SOURCE RECORDS:
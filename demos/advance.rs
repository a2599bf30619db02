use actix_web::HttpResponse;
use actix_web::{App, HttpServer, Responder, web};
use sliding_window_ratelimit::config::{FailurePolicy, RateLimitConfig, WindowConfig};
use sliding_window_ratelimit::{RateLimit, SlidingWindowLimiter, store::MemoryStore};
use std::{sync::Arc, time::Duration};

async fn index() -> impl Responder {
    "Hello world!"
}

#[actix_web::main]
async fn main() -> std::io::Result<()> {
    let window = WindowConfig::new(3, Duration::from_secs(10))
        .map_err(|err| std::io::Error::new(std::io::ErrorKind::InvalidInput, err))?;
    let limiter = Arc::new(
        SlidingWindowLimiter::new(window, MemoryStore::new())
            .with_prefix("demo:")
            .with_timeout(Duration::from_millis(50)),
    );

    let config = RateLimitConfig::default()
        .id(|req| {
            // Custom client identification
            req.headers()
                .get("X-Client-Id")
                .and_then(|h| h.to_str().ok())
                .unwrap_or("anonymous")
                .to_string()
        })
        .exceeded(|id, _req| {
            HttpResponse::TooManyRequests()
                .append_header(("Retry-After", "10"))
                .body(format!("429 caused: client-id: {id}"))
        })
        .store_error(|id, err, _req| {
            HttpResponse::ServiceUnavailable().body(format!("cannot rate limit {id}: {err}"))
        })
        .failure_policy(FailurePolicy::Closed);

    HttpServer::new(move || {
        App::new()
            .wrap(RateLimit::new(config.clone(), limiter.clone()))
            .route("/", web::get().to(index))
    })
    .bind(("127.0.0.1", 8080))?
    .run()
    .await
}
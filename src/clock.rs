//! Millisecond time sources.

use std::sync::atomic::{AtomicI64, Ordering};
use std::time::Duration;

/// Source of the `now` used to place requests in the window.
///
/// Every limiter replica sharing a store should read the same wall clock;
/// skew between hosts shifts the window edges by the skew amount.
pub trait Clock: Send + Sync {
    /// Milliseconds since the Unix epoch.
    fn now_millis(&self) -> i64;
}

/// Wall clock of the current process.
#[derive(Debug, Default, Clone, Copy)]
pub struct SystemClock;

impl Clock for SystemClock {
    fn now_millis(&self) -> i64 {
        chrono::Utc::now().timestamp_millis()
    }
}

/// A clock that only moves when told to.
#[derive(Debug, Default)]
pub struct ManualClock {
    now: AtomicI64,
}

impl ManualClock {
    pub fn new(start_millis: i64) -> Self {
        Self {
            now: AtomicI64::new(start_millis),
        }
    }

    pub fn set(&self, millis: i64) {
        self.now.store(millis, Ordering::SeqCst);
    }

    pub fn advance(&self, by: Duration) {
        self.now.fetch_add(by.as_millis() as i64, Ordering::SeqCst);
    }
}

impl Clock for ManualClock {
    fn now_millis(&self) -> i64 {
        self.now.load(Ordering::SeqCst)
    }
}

---

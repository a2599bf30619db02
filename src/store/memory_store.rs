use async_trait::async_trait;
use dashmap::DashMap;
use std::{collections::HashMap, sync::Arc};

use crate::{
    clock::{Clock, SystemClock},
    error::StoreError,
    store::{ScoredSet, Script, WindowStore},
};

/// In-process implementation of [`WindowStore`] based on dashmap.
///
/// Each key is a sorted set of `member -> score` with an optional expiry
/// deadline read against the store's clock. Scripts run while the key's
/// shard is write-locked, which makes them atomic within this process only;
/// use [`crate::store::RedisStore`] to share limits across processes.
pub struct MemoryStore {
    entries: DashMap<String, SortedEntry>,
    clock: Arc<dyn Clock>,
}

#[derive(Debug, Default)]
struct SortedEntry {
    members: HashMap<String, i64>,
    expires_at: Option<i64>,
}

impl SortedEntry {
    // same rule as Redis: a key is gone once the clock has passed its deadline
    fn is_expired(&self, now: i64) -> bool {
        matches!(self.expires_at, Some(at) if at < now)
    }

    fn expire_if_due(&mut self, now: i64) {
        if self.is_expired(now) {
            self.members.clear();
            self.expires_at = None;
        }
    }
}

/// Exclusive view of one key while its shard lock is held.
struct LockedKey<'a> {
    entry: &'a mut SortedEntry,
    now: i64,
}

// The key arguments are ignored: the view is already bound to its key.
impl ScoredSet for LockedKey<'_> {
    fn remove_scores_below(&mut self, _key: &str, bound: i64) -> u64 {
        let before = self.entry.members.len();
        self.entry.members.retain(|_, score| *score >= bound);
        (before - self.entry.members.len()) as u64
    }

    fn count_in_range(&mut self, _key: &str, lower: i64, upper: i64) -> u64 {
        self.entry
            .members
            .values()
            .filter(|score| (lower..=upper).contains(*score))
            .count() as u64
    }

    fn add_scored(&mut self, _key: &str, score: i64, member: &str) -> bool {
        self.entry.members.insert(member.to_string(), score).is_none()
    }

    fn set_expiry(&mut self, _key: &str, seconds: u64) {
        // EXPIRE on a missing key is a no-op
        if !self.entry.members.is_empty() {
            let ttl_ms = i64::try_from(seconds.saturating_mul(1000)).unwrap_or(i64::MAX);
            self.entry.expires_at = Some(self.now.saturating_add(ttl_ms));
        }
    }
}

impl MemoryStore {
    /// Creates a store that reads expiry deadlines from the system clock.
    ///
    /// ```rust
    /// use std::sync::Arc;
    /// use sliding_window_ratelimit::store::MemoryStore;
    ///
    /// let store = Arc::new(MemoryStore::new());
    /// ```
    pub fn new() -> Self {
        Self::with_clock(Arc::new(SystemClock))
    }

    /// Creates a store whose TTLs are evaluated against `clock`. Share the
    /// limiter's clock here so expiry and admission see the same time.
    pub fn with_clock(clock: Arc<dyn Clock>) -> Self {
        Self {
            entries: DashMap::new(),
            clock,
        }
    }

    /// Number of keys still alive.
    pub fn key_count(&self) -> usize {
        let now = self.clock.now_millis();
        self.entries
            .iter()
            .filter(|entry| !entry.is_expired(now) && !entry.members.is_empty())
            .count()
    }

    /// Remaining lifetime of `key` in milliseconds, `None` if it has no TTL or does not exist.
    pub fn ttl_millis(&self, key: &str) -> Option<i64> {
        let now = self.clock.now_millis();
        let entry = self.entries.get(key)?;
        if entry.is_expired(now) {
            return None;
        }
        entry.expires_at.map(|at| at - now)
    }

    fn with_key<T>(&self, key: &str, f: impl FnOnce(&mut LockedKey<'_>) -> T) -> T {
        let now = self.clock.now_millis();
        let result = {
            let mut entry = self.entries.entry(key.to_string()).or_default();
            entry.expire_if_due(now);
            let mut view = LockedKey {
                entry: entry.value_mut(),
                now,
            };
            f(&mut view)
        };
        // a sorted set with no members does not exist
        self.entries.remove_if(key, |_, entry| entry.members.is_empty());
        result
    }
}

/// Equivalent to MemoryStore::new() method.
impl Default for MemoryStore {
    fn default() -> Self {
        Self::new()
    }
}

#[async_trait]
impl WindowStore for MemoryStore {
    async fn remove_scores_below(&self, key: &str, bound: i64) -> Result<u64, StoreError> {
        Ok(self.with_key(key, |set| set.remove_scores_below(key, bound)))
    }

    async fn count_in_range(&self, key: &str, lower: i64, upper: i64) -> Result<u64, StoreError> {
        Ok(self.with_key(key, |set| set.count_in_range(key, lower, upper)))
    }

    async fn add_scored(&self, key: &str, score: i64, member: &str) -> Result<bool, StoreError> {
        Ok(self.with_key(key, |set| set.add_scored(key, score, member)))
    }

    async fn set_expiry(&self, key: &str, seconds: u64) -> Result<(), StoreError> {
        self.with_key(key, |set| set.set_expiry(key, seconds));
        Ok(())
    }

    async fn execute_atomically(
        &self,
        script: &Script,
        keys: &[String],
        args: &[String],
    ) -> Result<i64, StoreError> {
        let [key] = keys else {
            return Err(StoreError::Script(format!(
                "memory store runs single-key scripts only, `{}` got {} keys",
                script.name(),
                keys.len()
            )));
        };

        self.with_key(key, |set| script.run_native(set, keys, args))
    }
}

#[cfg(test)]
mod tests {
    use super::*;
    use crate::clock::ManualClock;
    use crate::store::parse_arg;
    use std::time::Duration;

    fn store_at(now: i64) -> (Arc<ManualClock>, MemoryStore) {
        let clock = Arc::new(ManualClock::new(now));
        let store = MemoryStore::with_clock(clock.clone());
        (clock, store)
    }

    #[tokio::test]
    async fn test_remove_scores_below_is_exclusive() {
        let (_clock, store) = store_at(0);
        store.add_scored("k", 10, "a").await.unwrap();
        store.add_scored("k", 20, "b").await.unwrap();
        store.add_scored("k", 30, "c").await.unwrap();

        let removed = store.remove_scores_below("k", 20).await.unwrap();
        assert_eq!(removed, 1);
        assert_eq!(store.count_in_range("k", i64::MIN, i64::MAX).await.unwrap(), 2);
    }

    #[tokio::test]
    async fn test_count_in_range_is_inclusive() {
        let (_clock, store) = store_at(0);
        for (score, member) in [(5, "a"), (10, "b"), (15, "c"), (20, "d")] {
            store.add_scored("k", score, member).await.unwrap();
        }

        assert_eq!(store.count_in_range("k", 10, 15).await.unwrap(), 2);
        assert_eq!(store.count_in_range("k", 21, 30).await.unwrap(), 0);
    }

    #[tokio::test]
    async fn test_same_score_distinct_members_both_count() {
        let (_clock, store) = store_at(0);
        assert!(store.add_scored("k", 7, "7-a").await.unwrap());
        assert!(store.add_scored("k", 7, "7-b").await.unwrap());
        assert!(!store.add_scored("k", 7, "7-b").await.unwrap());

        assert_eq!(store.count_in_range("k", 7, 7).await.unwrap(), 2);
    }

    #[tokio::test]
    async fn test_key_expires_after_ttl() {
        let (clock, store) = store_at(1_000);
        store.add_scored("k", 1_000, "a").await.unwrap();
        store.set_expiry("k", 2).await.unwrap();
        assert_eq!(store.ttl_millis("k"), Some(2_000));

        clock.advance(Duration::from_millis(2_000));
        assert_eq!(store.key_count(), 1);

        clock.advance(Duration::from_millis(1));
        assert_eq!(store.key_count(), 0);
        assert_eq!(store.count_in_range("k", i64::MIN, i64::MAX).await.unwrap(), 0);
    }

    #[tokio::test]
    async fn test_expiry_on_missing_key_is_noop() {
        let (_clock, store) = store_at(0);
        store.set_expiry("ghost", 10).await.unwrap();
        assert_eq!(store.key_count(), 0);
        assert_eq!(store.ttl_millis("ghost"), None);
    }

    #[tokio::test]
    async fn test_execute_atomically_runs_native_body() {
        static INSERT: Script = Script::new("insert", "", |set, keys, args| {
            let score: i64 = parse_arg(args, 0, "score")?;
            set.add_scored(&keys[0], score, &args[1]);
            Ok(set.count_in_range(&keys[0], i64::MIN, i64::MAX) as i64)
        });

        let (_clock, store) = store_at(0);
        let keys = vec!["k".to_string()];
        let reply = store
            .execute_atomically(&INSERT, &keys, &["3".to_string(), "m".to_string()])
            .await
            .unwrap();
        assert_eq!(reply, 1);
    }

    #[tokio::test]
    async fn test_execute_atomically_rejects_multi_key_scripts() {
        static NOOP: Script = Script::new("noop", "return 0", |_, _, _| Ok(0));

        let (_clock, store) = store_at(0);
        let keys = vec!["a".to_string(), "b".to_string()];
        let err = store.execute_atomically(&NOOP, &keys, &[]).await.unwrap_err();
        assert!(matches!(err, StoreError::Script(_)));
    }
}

WHAT TO WORK ON: State only the count of lines above that hold the string "matches".

ANSWER TO THE PROBLEM: 2